INPUT RECORDS below:

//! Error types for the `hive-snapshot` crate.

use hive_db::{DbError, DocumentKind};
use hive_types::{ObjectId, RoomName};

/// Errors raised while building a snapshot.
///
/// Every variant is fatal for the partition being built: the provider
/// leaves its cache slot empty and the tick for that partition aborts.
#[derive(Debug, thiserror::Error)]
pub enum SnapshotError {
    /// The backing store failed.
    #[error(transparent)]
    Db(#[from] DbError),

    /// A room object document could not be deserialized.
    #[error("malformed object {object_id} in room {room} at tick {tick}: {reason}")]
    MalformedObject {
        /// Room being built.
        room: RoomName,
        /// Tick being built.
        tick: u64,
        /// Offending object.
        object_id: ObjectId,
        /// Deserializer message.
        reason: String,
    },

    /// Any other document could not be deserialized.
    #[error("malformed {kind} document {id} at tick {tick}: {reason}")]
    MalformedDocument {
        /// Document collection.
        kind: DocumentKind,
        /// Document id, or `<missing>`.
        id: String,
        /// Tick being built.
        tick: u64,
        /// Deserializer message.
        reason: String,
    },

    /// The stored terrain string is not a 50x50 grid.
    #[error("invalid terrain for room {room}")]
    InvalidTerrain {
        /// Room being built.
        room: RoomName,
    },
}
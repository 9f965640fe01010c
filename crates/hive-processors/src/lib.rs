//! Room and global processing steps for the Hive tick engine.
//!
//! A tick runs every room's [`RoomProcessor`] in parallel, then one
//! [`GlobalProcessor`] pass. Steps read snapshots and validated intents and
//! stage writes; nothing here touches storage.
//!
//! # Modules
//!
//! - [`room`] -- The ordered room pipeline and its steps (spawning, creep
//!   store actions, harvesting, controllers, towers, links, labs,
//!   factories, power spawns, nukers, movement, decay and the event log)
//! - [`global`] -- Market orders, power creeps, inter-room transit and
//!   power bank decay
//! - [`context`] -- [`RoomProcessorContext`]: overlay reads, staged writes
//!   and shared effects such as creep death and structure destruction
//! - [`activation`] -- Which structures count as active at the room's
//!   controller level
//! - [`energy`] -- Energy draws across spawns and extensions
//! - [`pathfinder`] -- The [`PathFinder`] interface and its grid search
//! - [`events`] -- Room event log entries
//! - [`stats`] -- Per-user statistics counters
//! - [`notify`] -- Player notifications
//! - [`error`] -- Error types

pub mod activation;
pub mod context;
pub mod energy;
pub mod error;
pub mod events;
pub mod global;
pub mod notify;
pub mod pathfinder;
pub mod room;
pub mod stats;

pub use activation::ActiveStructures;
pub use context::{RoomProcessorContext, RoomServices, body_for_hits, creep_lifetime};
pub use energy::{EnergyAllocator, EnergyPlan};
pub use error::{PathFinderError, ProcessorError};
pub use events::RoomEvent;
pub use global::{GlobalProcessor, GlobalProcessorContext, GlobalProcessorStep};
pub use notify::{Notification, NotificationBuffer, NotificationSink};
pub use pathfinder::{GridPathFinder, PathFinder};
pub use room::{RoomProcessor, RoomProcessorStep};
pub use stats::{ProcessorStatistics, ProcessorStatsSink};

End of INPUT RECORDS.

How many lines of the listing above contain the string "deserialized"? Only the number is wanted.

2